• What the task asks
Repeat the records below in their entirety, exactly.

• Exercise data
--*--

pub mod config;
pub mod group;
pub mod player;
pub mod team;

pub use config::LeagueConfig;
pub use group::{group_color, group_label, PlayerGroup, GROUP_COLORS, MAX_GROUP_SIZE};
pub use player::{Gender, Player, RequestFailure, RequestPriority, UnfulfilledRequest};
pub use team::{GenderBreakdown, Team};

--*--

• Solution to this task
pub mod config;
pub mod group;
pub mod player;
pub mod team;

pub use config::LeagueConfig;
pub use group::{group_color, group_label, PlayerGroup, GROUP_COLORS, MAX_GROUP_SIZE};
pub use player::{Gender, Player, RequestFailure, RequestPriority, UnfulfilledRequest};
pub use team::{GenderBreakdown, Team};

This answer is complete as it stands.